Die steigende Zahl der erwerbstätigen Rentnerinnen und Rentner in Sachsen ist eine große Herausforderung, kann aber auch als Chance für einen gesellschaftlichen Wandel genutzt werden. Die Sicherstellung eines würdevollen Ruhestands für alle Menschen im Freistaat wird in den kommenden Jahren nicht nur die Politik, sondern auch die Wirtschaft, Sozialverbände und die Zivilgesellschaft beschäftigen.

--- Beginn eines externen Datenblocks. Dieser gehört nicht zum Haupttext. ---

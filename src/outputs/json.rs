//! Incremental JSON array store.
//!
//! Every finalized listing is appended as soon as it is ready, so a crash
//! loses at most the listing in flight. Each append re-reads the whole file,
//! appends in memory and atomically replaces the file (temp file + rename).
//!
//! # Concurrency
//!
//! All page workers share one [`JsonStore`]. The read-modify-write cycle is
//! serialized by an async mutex; without it two workers could read the same
//! snapshot and overwrite each other's additions.
//!
//! # Recovery
//!
//! A missing or empty file is an empty store. Unparsable content (e.g. from a
//! crash in an older, non-atomic writer) or a document that is not an array is
//! logged and treated as empty; it is overwritten on the next successful
//! append. A well-formed array is always preserved, including entries in an
//! older record layout.

use crate::error::StoreError;
use crate::models::ListingRecord;
use crate::utils::looks_truncated;
use serde::Serialize;
use serde_json::Value;
use std::io::ErrorKind;
use std::path::{Path, PathBuf};
use tokio::fs;
use tokio::sync::Mutex;
use tracing::{debug, info, instrument, warn};

/// Append-only store of [`ListingRecord`]s in a single JSON array file.
#[derive(Debug)]
pub struct JsonStore {
    path: PathBuf,
    write_lock: Mutex<()>,
}

impl JsonStore {
    pub fn new(path: impl Into<PathBuf>) -> Self {
        Self {
            path: path.into(),
            write_lock: Mutex::new(()),
        }
    }

    pub fn path(&self) -> &Path {
        &self.path
    }

    /// Append one record, returning the number of records now stored.
    ///
    /// Takes the record by value: once handed over it is never mutated.
    ///
    /// # Errors
    ///
    /// [`StoreError`] if the new file cannot be serialized, written or renamed
    /// into place. The previous file content is left intact in that case.
    #[instrument(level = "debug", skip_all, fields(path = %self.path.display(), reference = %record.reference()))]
    pub async fn append(&self, record: ListingRecord) -> Result<usize, StoreError> {
        let _guard = self.write_lock.lock().await;

        let mut entries = self.load_entries().await;
        entries.push(serde_json::to_value(&record)?);
        self.replace(&entries).await?;

        debug!(total = entries.len(), "Appended record");
        Ok(entries.len())
    }

    /// Read every stored record. Never fails: absent or corrupt content is empty.
    ///
    /// Entries written by other tools that do not carry every field are kept
    /// in the file but not returned here.
    pub async fn load(&self) -> Vec<ListingRecord> {
        let entries = self.load_entries().await;
        let total = entries.len();
        let records: Vec<ListingRecord> = entries
            .into_iter()
            .filter_map(|entry| serde_json::from_value(entry).ok())
            .collect();
        if records.len() < total {
            debug!(total, readable = records.len(), "Some stored entries are in a foreign format");
        }
        records
    }

    /// Raw array entries. Only unparsable JSON or a non-array document counts as corrupt.
    async fn load_entries(&self) -> Vec<Value> {
        let bytes = match fs::read(&self.path).await {
            Ok(b) => b,
            Err(e) if e.kind() == ErrorKind::NotFound => return Vec::new(),
            Err(e) => {
                warn!(error = %e, "Could not read store; treating as empty");
                return Vec::new();
            }
        };

        if bytes.iter().all(u8::is_ascii_whitespace) {
            return Vec::new();
        }

        match serde_json::from_slice::<Value>(&bytes) {
            Ok(Value::Array(entries)) => entries,
            Ok(other) => {
                warn!(
                    kind = json_kind(&other),
                    "Store does not hold a JSON array; treating as empty, it will be overwritten"
                );
                Vec::new()
            }
            Err(e) => {
                warn!(
                    error = %e,
                    truncated = looks_truncated(&e),
                    bytes = bytes.len(),
                    "Store content is malformed; treating as empty, it will be overwritten"
                );
                Vec::new()
            }
        }
    }

    async fn replace(&self, entries: &[Value]) -> Result<(), StoreError> {
        let body = to_pretty_json(entries)?;
        let tmp = self.tmp_path();

        fs::write(&tmp, &body).await?;
        // rename() replaces the target atomically on the same filesystem.
        if let Err(e) = fs::rename(&tmp, &self.path).await {
            let _ = fs::remove_file(&tmp).await;
            return Err(e.into());
        }
        Ok(())
    }

    fn tmp_path(&self) -> PathBuf {
        let mut name = self
            .path
            .file_name()
            .map(|n| n.to_os_string())
            .unwrap_or_else(|| "store.json".into());
        name.push(".tmp");
        self.path.with_file_name(name)
    }

    /// Log how many records a previous run left behind.
    pub async fn report_existing(&self) {
        let existing = self.load_entries().await.len();
        info!(path = %self.path.display(), existing, "Opened listing store");
    }
}

/// Serialize with a 4-space indent, keeping non-ASCII text verbatim.
fn to_pretty_json<T: Serialize + ?Sized>(value: &T) -> Result<Vec<u8>, serde_json::Error> {
    let mut buf = Vec::new();
    let formatter = serde_json::ser::PrettyFormatter::with_indent(b"    ");
    let mut ser = serde_json::Serializer::with_formatter(&mut buf, formatter);
    value.serialize(&mut ser)?;
    buf.push(b'\n');
    Ok(buf)
}

fn json_kind(value: &Value) -> &'static str {
    match value {
        Value::Null => "null",
        Value::Bool(_) => "bool",
        Value::Number(_) => "number",
        Value::String(_) => "string",
        Value::Array(_) => "array",
        Value::Object(_) => "object",
    }
}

Eine der größten Herausforderungen ist es, den Ursachen der Altersarmut entgegenzuwirken. Das umfasst die Erhöhung des Rentenniveaus, die Verbesserung der Erwerbschancen für Menschen mit unterbrochenen Biografien und die gezielte Unterstützung von Frauen, die nach wie vor überdurchschnittlich häufig von niedrigen Renten betroffen sind. Es ist wichtig, dass die Digitalisierung und der Wandel der Arbeitswelt so gestaltet werden, dass sie die Teilhabe älterer Menschen ermöglichen.

Die Erfahrungen vieler erwerbstätiger Rentnerinnen und Rentner sind zugleich wertvolle Ansatzpunkte für neue Formen der gesellschaftlichen Teilhabe. Vielerorts haben Seniorinnen und Senioren wertvolle Erfahrungen, Fähigkeiten und soziale Netzwerke, die in der Arbeitswelt, im Ehrenamt oder im sozialen Bereich genutzt werden können. Das Potenzial älterer Menschen besser zu nutzen, könnte man durch die Förderung freiwilliger Arbeit, flexible Beschäftigungsmodelle und altersgerechte Weiterbildungen.

Es liegt in der Verantwortung der Politik, die Bedingungen so zu gestalten, dass das Arbeiten im Alter eine freiwillige Entscheidung und keine Zwangslage ist. Das umfasst steuerliche Entlastungen, die Sicherung von bezahlbarem Wohnraum, Verbesserungen im Gesundheitswesen und eine Stärkung der gesetzlichen Rente. Die Diskussion über die Integration aller Erwerbstätigen in die Rentenversicherung als notwendige Reformmaßnahme wird immer wieder geführt.

Auch die gesellschaftliche Sicht auf das Alter und die Erwerbstätigkeit im Rentenalter sollte sich verändern. Die Anerkennung der Lebensleistung älterer Menschen, der Abbau von Vorurteilen und die Förderung von Solidarität zwischen den Generationen sind wichtige Aufgaben. Es ist der einzige Weg, um zu verhindern, dass Erwerbstätigkeit im Alter zur sozialen Spaltung beiträgt.

Die Entwicklungen in Sachsen sind ein Beispiel für die Herausforderungen, die ganz Deutschland und viele europäische Länder betreffen. In den nächsten Jahren wird sich herausstellen, ob es gelungen ist, die Grundlagen für eine solidarische und gerechte Altersvorsorge zu schaffen – damit der Ruhestand für alle Menschen im Freistaat kein leeres Versprechen, sondern eine Realität werden kann.